Reproductive Pathology and Sperm Physiology in Acid Sphingomyelinase-Deficient Mice

Abstract

Types A and B Niemann-Pick disease (NPD) are lysosomal storage disorders resulting from the deficient activity of acid sphingomyelinase (ASM). In this manuscript we report the pathobiology of male gonadal tissue and sperm in a knockout mouse model of NPD and demonstrate the importance of ASM for normal sperm maturation and function. Characteristic lipid-filled vacuoles were evident in light micrographs of testis' seminiferous tubules and epithelial cells lining the epididymis of -/- mice. Electron micrographs extended these findings and revealed storage vesicles within Sertoli cells of the seminiferous tubules. Mature spermatozoa from -/- mice showed marked ASM deficiency and elevated levels of sphingomyelin and cholesterol. Flow cytometric analysis revealed that affected spermatozoa had disrupted plasma and acrosome membranes, and mitochondrial membrane depolarization. They also did not undergo proper capacitation.

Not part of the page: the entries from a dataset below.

//! Audio Manager - binds the player's `<audio>` element to the playback session.
//! On wasm the element is driven directly through `web-sys`; desktop builds go
//! through the webview with `document::eval` and read back a snapshot.

use crate::playback::MediaElement;

#[cfg(not(target_arch = "wasm32"))]
use dioxus::prelude::*;
#[cfg(not(target_arch = "wasm32"))]
use serde::Deserialize;
#[cfg(not(target_arch = "wasm32"))]
use std::cell::Cell;
#[cfg(not(target_arch = "wasm32"))]
use std::rc::Rc;

#[cfg(target_arch = "wasm32")]
use wasm_bindgen::JsCast;
#[cfg(target_arch = "wasm32")]
use web_sys::{window, HtmlAudioElement};

/// DOM id of the player's audio element.
pub const AUDIO_ELEMENT_ID: &str = "podplayer-audio";

/// Stand-in used while no audio element is mounted. Reads as paused at 0
/// with unknown duration; commands are dropped.
#[derive(Debug, Default, Clone, Copy)]
pub struct DetachedAudio;

impl MediaElement for DetachedAudio {
    fn play(&mut self) {}

    fn pause(&mut self) {}

    fn is_paused(&self) -> bool {
        true
    }

    fn current_time(&self) -> f64 {
        0.0
    }

    fn set_current_time(&mut self, _seconds: f64) {}

    fn duration(&self) -> f64 {
        f64::NAN
    }

    fn set_playback_rate(&mut self, _rate: f64) {}
}

/// Look up the player's audio element.
#[cfg(target_arch = "wasm32")]
pub fn audio_element() -> Option<HtmlAudioElement> {
    let document = window()?.document()?;
    document
        .get_element_by_id(AUDIO_ELEMENT_ID)?
        .dyn_into::<HtmlAudioElement>()
        .ok()
}

#[cfg(target_arch = "wasm32")]
fn web_try_play(audio: &HtmlAudioElement) {
    if let Ok(promise) = audio.play() {
        let promise: js_sys::Promise = promise;
        wasm_bindgen_futures::spawn_local(async move {
            if let Err(err) = wasm_bindgen_futures::JsFuture::from(promise).await {
                tracing::debug!("play() rejected: {err:?}");
            }
        });
    }
}

#[cfg(target_arch = "wasm32")]
pub struct WebAudio(HtmlAudioElement);

#[cfg(target_arch = "wasm32")]
impl MediaElement for WebAudio {
    fn play(&mut self) {
        web_try_play(&self.0);
    }

    fn pause(&mut self) {
        let _ = self.0.pause();
    }

    fn is_paused(&self) -> bool {
        self.0.paused()
    }

    fn current_time(&self) -> f64 {
        self.0.current_time()
    }

    fn set_current_time(&mut self, seconds: f64) {
        if seconds.is_finite() {
            self.0.set_current_time(seconds);
        }
    }

    fn duration(&self) -> f64 {
        self.0.duration()
    }

    fn set_playback_rate(&mut self, rate: f64) {
        self.0.set_playback_rate(rate);
    }
}

/// What the webview reports about the audio element.
#[cfg(not(target_arch = "wasm32"))]
#[derive(Debug, Clone, Copy, PartialEq, Deserialize)]
pub struct AudioSnapshot {
    #[serde(default)]
    pub current_time: f64,
    #[serde(default)]
    pub duration: f64,
    #[serde(default = "default_paused")]
    pub paused: bool,
}

#[cfg(not(target_arch = "wasm32"))]
fn default_paused() -> bool {
    true
}

#[cfg(not(target_arch = "wasm32"))]
impl Default for AudioSnapshot {
    fn default() -> Self {
        Self {
            current_time: 0.0,
            duration: 0.0,
            paused: true,
        }
    }
}

#[cfg(not(target_arch = "wasm32"))]
fn bridge_command(body: &str) {
    let script = format!(
        r#"(function () {{
            const audio = document.getElementById("{AUDIO_ELEMENT_ID}");
            if (!audio) return false;
            {body}
            return true;
        }})();"#
    );
    let _ = document::eval(&script);
}

#[cfg(not(target_arch = "wasm32"))]
async fn bridge_snapshot() -> Option<AudioSnapshot> {
    let script = format!(
        r#"return (function () {{
            const audio = document.getElementById("{AUDIO_ELEMENT_ID}");
            if (!audio) return null;
            return {{
              current_time: Number.isFinite(audio.currentTime) ? audio.currentTime : 0,
              duration: Number.isFinite(audio.duration) ? audio.duration : 0,
              paused: !!audio.paused,
            }};
        }})();"#
    );
    document::eval(&script)
        .join::<Option<AudioSnapshot>>()
        .await
        .ok()
        .flatten()
}

/// Webview-backed media element. Reads come from the last snapshot; writes
/// update the snapshot immediately so consecutive commands see them.
#[cfg(not(target_arch = "wasm32"))]
pub struct BridgedAudio {
    snapshot: Rc<Cell<AudioSnapshot>>,
}

#[cfg(not(target_arch = "wasm32"))]
impl BridgedAudio {
    fn update(&self, f: impl FnOnce(&mut AudioSnapshot)) {
        let mut snapshot = self.snapshot.get();
        f(&mut snapshot);
        self.snapshot.set(snapshot);
    }
}

#[cfg(not(target_arch = "wasm32"))]
impl MediaElement for BridgedAudio {
    fn play(&mut self) {
        self.update(|s| s.paused = false);
        bridge_command("audio.play().catch(() => {});");
    }

    fn pause(&mut self) {
        self.update(|s| s.paused = true);
        bridge_command("audio.pause();");
    }

    fn is_paused(&self) -> bool {
        self.snapshot.get().paused
    }

    fn current_time(&self) -> f64 {
        self.snapshot.get().current_time
    }

    fn set_current_time(&mut self, seconds: f64) {
        if !seconds.is_finite() {
            return;
        }
        self.update(|s| s.current_time = seconds);
        bridge_command(&format!("audio.currentTime = {seconds};"));
    }

    fn duration(&self) -> f64 {
        self.snapshot.get().duration
    }

    fn set_playback_rate(&mut self, rate: f64) {
        if rate.is_finite() && rate > 0.0 {
            bridge_command(&format!("audio.playbackRate = {rate};"));
        }
    }
}

/// Marks a snapshot read as in flight until dropped.
#[cfg(not(target_arch = "wasm32"))]
struct RefreshGuard(Rc<Cell<bool>>);

#[cfg(not(target_arch = "wasm32"))]
impl RefreshGuard {
    fn try_begin(flag: &Rc<Cell<bool>>) -> Option<Self> {
        if flag.replace(true) {
            return None;
        }
        Some(Self(flag.clone()))
    }
}

#[cfg(not(target_arch = "wasm32"))]
impl Drop for RefreshGuard {
    fn drop(&mut self) {
        self.0.set(false);
    }
}

/// Handle kept by the player component for the lifetime of its mount.
#[derive(Clone, Default)]
pub struct AudioHandle {
    #[cfg(not(target_arch = "wasm32"))]
    snapshot: Rc<Cell<AudioSnapshot>>,
    #[cfg(not(target_arch = "wasm32"))]
    refreshing: Rc<Cell<bool>>,
}

impl AudioHandle {
    pub fn new() -> Self {
        Self::default()
    }

    /// Pull fresh clock values from the element before a time-update is
    /// processed. Returns `false` when another read is still in flight; the
    /// caller drops that tick so snapshots are applied in order. Always
    /// `true` on wasm, where reads are live.
    pub async fn refresh(&self) -> bool {
        #[cfg(not(target_arch = "wasm32"))]
        {
            let Some(_guard) = RefreshGuard::try_begin(&self.refreshing) else {
                return false;
            };
            if let Some(snapshot) = bridge_snapshot().await {
                self.snapshot.set(snapshot);
            }
        }
        true
    }

    /// Run `f` against the mounted element, or against [`DetachedAudio`] when
    /// nothing is mounted.
    #[cfg(target_arch = "wasm32")]
    pub fn with_media<R>(&self, f: impl FnOnce(&mut dyn MediaElement) -> R) -> R {
        match audio_element() {
            Some(element) => f(&mut WebAudio(element)),
            None => f(&mut DetachedAudio),
        }
    }

    /// Run `f` against the webview's element through the snapshot bridge.
    #[cfg(not(target_arch = "wasm32"))]
    pub fn with_media<R>(&self, f: impl FnOnce(&mut dyn MediaElement) -> R) -> R {
        f(&mut BridgedAudio {
            snapshot: self.snapshot.clone(),
        })
    }
}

Morphological abnormalities such as kinks and bends at the midpiece-principle piece junction were evident in spermatozoa from affected mice, with consequent deficits in motility. Notably, the mutant sperm regained normal morphology on incubation in mild detergent, demonstrating that the bending defects were a direct consequence of membrane lipid accumulation. A mechanism for these abnormalities is proposed that suggests lipid accumulation in the gonads results in regulatory volume decrease defects within the developing sperm, and that regulatory volume decrease defects, in turn, lead to the observed abnormalities in sperm morphology and function. These results provide in vivo evidence that ASM activity plays a critical role in sperm maturation and function, and a basis for similar studies in sexually mature, male NPD patients.